● DIRECTIONS
For the word "inserted", find each line in the entries where it occurs and copy that line.

Saved data entries:
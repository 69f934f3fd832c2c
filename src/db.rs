use std::collections::HashMap;

use anyhow::Context;
use chrono::NaiveDate;
use sqlx::{PgPool, Row};
use uuid::Uuid;

use crate::models::{
    Activity, ClassActivity, ClassRole, ClassStatus, EventActivity, EventStatus, Institution,
    InstitutionLevel, Instructor,
};

pub async fn init_db(pool: &PgPool) -> anyhow::Result<()> {
    sqlx::migrate!("./migrations").run(pool).await?;
    Ok(())
}

pub async fn seed(pool: &PgPool) -> anyhow::Result<()> {
    let instructors = vec![
        (
            Uuid::parse_str("8d1c4a2e-5b7f-4f7d-9b1a-0c2d3e4f5a6b")?,
            "Kim Jiyoon",
            "jiyoon.kim@dispatch.example.com",
            "Suwon",
        ),
        (
            Uuid::parse_str("1f2e3d4c-5b6a-4978-8b7c-6d5e4f3a2b1c")?,
            "Park Minho",
            "minho.park@dispatch.example.com",
            "Incheon",
        ),
    ];

    for (id, name, email, home_city) in instructors {
        sqlx::query(
            r#"
            INSERT INTO instructor_settlement.instructors (id, full_name, email, home_city)
            VALUES ($1, $2, $3, $4)
            ON CONFLICT (email) DO UPDATE
            SET full_name = EXCLUDED.full_name, home_city = EXCLUDED.home_city
            "#,
        )
        .bind(id)
        .bind(name)
        .bind(email)
        .bind(home_city)
        .execute(pool)
        .await?;
    }

    let institutions = vec![
        ("Jangan Elementary", "Suwon", "elementary", false, false),
        ("Daesin Middle", "Yeoju", "middle", true, false),
        ("Gangnam High", "Seoul", "high", false, false),
        ("Wooman Special School", "Suwon", "elementary", false, true),
    ];

    for (name, city, level, is_remote, is_special) in institutions {
        sqlx::query(
            r#"
            INSERT INTO instructor_settlement.institutions
            (id, name, city, level, is_remote, is_special)
            VALUES ($1, $2, $3, $4, $5, $6)
            ON CONFLICT (name) DO UPDATE
            SET city = EXCLUDED.city, level = EXCLUDED.level,
                is_remote = EXCLUDED.is_remote, is_special = EXCLUDED.is_special
            "#,
        )
        .bind(Uuid::new_v4())
        .bind(name)
        .bind(city)
        .bind(level)
        .bind(is_remote)
        .bind(is_special)
        .execute(pool)
        .await?;
    }

    let distances = vec![
        ("Suwon", "Seoul", 34.0),
        ("Suwon", "Incheon", 52.5),
        ("Suwon", "Yeoju", 55.5),
        ("Incheon", "Seoul", 28.0),
        ("Incheon", "Yeoju", 98.0),
        ("Seoul", "Yeoju", 70.0),
    ];

    for (city_a, city_b, km) in distances {
        sqlx::query(
            r#"
            INSERT INTO instructor_settlement.distances (city_a, city_b, km)
            VALUES ($1, $2, $3)
            ON CONFLICT (city_a, city_b) DO UPDATE SET km = EXCLUDED.km
            "#,
        )
        .bind(city_a)
        .bind(city_b)
        .bind(km)
        .execute(pool)
        .await?;
    }

    let classes = vec![
        (
            "seed-001",
            "jiyoon.kim@dispatch.example.com",
            NaiveDate::from_ymd_opt(2026, 3, 2).context("invalid date")?,
            "completed",
            "main",
            "Jangan Elementary",
            4i64,
            20i64,
            true,
            false,
        ),
        (
            "seed-002",
            "jiyoon.kim@dispatch.example.com",
            NaiveDate::from_ymd_opt(2026, 3, 4).context("invalid date")?,
            "completed",
            "main",
            "Daesin Middle",
            3i64,
            18i64,
            false,
            true,
        ),
        (
            "seed-003",
            "jiyoon.kim@dispatch.example.com",
            NaiveDate::from_ymd_opt(2026, 3, 7).context("invalid date")?,
            "completed",
            "main",
            "Wooman Special School",
            2i64,
            8i64,
            true,
            false,
        ),
        (
            "seed-004",
            "jiyoon.kim@dispatch.example.com",
            NaiveDate::from_ymd_opt(2026, 3, 11).context("invalid date")?,
            "cancelled",
            "main",
            "Gangnam High",
            4i64,
            25i64,
            false,
            false,
        ),
        (
            "seed-005",
            "minho.park@dispatch.example.com",
            NaiveDate::from_ymd_opt(2026, 3, 4).context("invalid date")?,
            "completed",
            "assistant",
            "Gangnam High",
            4i64,
            30i64,
            false,
            false,
        ),
    ];

    for (source_key, email, date, status, role, institution, sessions, students, has_assistant, equipment) in
        classes
    {
        let instructor_id = instructor_id_by_email(pool, email).await?;
        let institution_id: Uuid =
            sqlx::query("SELECT id FROM instructor_settlement.institutions WHERE name = $1")
                .bind(institution)
                .fetch_one(pool)
                .await?
                .get("id");

        sqlx::query(
            r#"
            INSERT INTO instructor_settlement.activities
            (id, instructor_id, activity_date, kind, status, role, institution_id,
             sessions, students, has_assistant, equipment_transport, source_key)
            VALUES ($1, $2, $3, 'class', $4, $5, $6, $7, $8, $9, $10, $11)
            ON CONFLICT (source_key) DO NOTHING
            "#,
        )
        .bind(Uuid::new_v4())
        .bind(instructor_id)
        .bind(date)
        .bind(status)
        .bind(role)
        .bind(institution_id)
        .bind(sessions)
        .bind(students)
        .bind(has_assistant)
        .bind(equipment)
        .bind(source_key)
        .execute(pool)
        .await?;
    }

    let events = vec![
        (
            "seed-101",
            "jiyoon.kim@dispatch.example.com",
            NaiveDate::from_ymd_opt(2026, 3, 14).context("invalid date")?,
            "completed",
            3i64,
            true,
        ),
        (
            "seed-102",
            "minho.park@dispatch.example.com",
            NaiveDate::from_ymd_opt(2026, 3, 20).context("invalid date")?,
            "cancelled",
            2i64,
            false,
        ),
    ];

    for (source_key, email, date, status, hours, equipment) in events {
        let instructor_id = instructor_id_by_email(pool, email).await?;
        sqlx::query(
            r#"
            INSERT INTO instructor_settlement.activities
            (id, instructor_id, activity_date, kind, status, hours, equipment_transport, source_key)
            VALUES ($1, $2, $3, 'event', $4, $5, $6, $7)
            ON CONFLICT (source_key) DO NOTHING
            "#,
        )
        .bind(Uuid::new_v4())
        .bind(instructor_id)
        .bind(date)
        .bind(status)
        .bind(hours)
        .bind(equipment)
        .bind(source_key)
        .execute(pool)
        .await?;
    }

    Ok(())
}

async fn instructor_id_by_email(pool: &PgPool, email: &str) -> anyhow::Result<Uuid> {
    let id = sqlx::query("SELECT id FROM instructor_settlement.instructors WHERE email = $1")
        .bind(email)
        .fetch_one(pool)
        .await
        .with_context(|| format!("no instructor with email {email}"))?
        .get("id");
    Ok(id)
}

pub async fn fetch_instructor(pool: &PgPool, email: &str) -> anyhow::Result<Instructor> {
    let row = sqlx::query(
        "SELECT id, full_name, email, home_city \
         FROM instructor_settlement.instructors WHERE email = $1",
    )
    .bind(email)
    .fetch_optional(pool)
    .await?
    .with_context(|| format!("no instructor with email {email}"))?;

    Ok(Instructor {
        id: row.get("id"),
        name: row.get("full_name"),
        email: row.get("email"),
        home_city: row.get("home_city"),
    })
}

pub async fn fetch_instructors(pool: &PgPool) -> anyhow::Result<Vec<Instructor>> {
    let rows = sqlx::query(
        "SELECT id, full_name, email, home_city \
         FROM instructor_settlement.instructors ORDER BY full_name",
    )
    .fetch_all(pool)
    .await?;

    let mut instructors = Vec::new();
    for row in rows {
        instructors.push(Instructor {
            id: row.get("id"),
            name: row.get("full_name"),
            email: row.get("email"),
            home_city: row.get("home_city"),
        });
    }

    Ok(instructors)
}

pub async fn fetch_institutions(pool: &PgPool) -> anyhow::Result<HashMap<Uuid, Institution>> {
    let rows = sqlx::query(
        "SELECT id, name, city, level, is_remote, is_special \
         FROM instructor_settlement.institutions",
    )
    .fetch_all(pool)
    .await?;

    let mut institutions = HashMap::new();
    for row in rows {
        let level: String = row.get("level");
        let institution = Institution {
            id: row.get("id"),
            name: row.get("name"),
            city: row.get("city"),
            level: InstitutionLevel::parse(&level)?,
            is_remote: row.get("is_remote"),
            is_special: row.get("is_special"),
        };
        institutions.insert(institution.id, institution);
    }

    Ok(institutions)
}

pub async fn fetch_distance_rows(pool: &PgPool) -> anyhow::Result<Vec<(String, String, f64)>> {
    let rows = sqlx::query("SELECT city_a, city_b, km FROM instructor_settlement.distances")
        .fetch_all(pool)
        .await?;

    Ok(rows
        .into_iter()
        .map(|row| (row.get("city_a"), row.get("city_b"), row.get("km")))
        .collect())
}

pub async fn fetch_activities(
    pool: &PgPool,
    instructor_id: Uuid,
    from: NaiveDate,
    to: NaiveDate,
) -> anyhow::Result<Vec<Activity>> {
    let rows = sqlx::query(
        "SELECT instructor_id, activity_date, kind, status, role, institution_id, \
         sessions, students, has_assistant, hours, equipment_transport \
         FROM instructor_settlement.activities \
         WHERE instructor_id = $1 AND activity_date >= $2 AND activity_date < $3 \
         ORDER BY activity_date, seq",
    )
    .bind(instructor_id)
    .bind(from)
    .bind(to)
    .fetch_all(pool)
    .await?;

    let mut activities = Vec::new();
    for row in rows {
        let kind: String = row.get("kind");
        let status: String = row.get("status");
        match kind.as_str() {
            "class" => {
                let role: Option<String> = row.get("role");
                let role = role.context("class activity without a role")?;
                let institution_id: Option<Uuid> = row.get("institution_id");
                let sessions: Option<i64> = row.get("sessions");
                let students: Option<i64> = row.get("students");
                let has_assistant: Option<bool> = row.get("has_assistant");
                activities.push(Activity::Class(ClassActivity {
                    instructor_id: row.get("instructor_id"),
                    date: row.get("activity_date"),
                    status: ClassStatus::parse(&status)?,
                    role: ClassRole::parse(&role)?,
                    institution_id: institution_id
                        .context("class activity without an institution")?,
                    sessions: sessions.context("class activity without a session count")?,
                    students: students.unwrap_or(0),
                    has_assistant: has_assistant.unwrap_or(false),
                    equipment_transport: row.get("equipment_transport"),
                }));
            }
            "event" => {
                let hours: Option<i64> = row.get("hours");
                activities.push(Activity::Event(EventActivity {
                    instructor_id: row.get("instructor_id"),
                    date: row.get("activity_date"),
                    status: EventStatus::parse(&status)?,
                    hours: hours.context("event activity without hours")?,
                    equipment_transport: row.get("equipment_transport"),
                }));
            }
            other => anyhow::bail!("unknown activity kind: {other}"),
        }
    }

    Ok(activities)
}

pub async fn import_csv(pool: &PgPool, csv_path: &std::path::Path) -> anyhow::Result<usize> {
    #[derive(serde::Deserialize)]
    struct CsvRow {
        instructor_name: String,
        instructor_email: String,
        home_city: String,
        activity_date: NaiveDate,
        kind: String,
        status: String,
        role: Option<String>,
        institution: Option<String>,
        sessions: Option<i64>,
        students: Option<i64>,
        has_assistant: Option<bool>,
        hours: Option<i64>,
        equipment_transport: bool,
        source_key: Option<String>,
    }

    let mut reader = csv::Reader::from_path(csv_path)?;
    let mut inserted = 0usize;

    for result in reader.deserialize::<CsvRow>() {
        let row = result?;
        let instructor_id: Uuid = sqlx::query(
            r#"
            INSERT INTO instructor_settlement.instructors
            (id, full_name, email, home_city)
            VALUES ($1, $2, $3, $4)
            ON CONFLICT (email) DO UPDATE
            SET full_name = EXCLUDED.full_name, home_city = EXCLUDED.home_city
            RETURNING id
            "#,
        )
        .bind(Uuid::new_v4())
        .bind(&row.instructor_name)
        .bind(&row.instructor_email)
        .bind(&row.home_city)
        .fetch_one(pool)
        .await?
        .get("id");

        let institution_id: Option<Uuid> = match &row.institution {
            Some(name) => Some(
                sqlx::query("SELECT id FROM instructor_settlement.institutions WHERE name = $1")
                    .bind(name)
                    .fetch_optional(pool)
                    .await?
                    .with_context(|| format!("unknown institution in CSV: {name}"))?
                    .get("id"),
            ),
            None => None,
        };

        let source_key = row
            .source_key
            .unwrap_or_else(|| format!("import-{}", Uuid::new_v4()));

        let result = sqlx::query(
            r#"
            INSERT INTO instructor_settlement.activities
            (id, instructor_id, activity_date, kind, status, role, institution_id,
             sessions, students, has_assistant, hours, equipment_transport, source_key)
            VALUES ($1, $2, $3, $4, $5, $6, $7, $8, $9, $10, $11, $12, $13)
            ON CONFLICT (source_key) DO NOTHING
            "#,
        )
        .bind(Uuid::new_v4())
        .bind(instructor_id)
        .bind(row.activity_date)
        .bind(&row.kind)
        .bind(&row.status)
        .bind(&row.role)
        .bind(institution_id)
        .bind(row.sessions)
        .bind(row.students)
        .bind(row.has_assistant)
        .bind(row.hours)
        .bind(row.equipment_transport)
        .bind(source_key)
        .execute(pool)
        .await?;

        if result.rows_affected() > 0 {
            inserted += 1;
        }
    }

    Ok(inserted)
}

● RESPONSE TO THE EXERCISE
    let mut inserted = 0usize;
            inserted += 1;
    Ok(inserted)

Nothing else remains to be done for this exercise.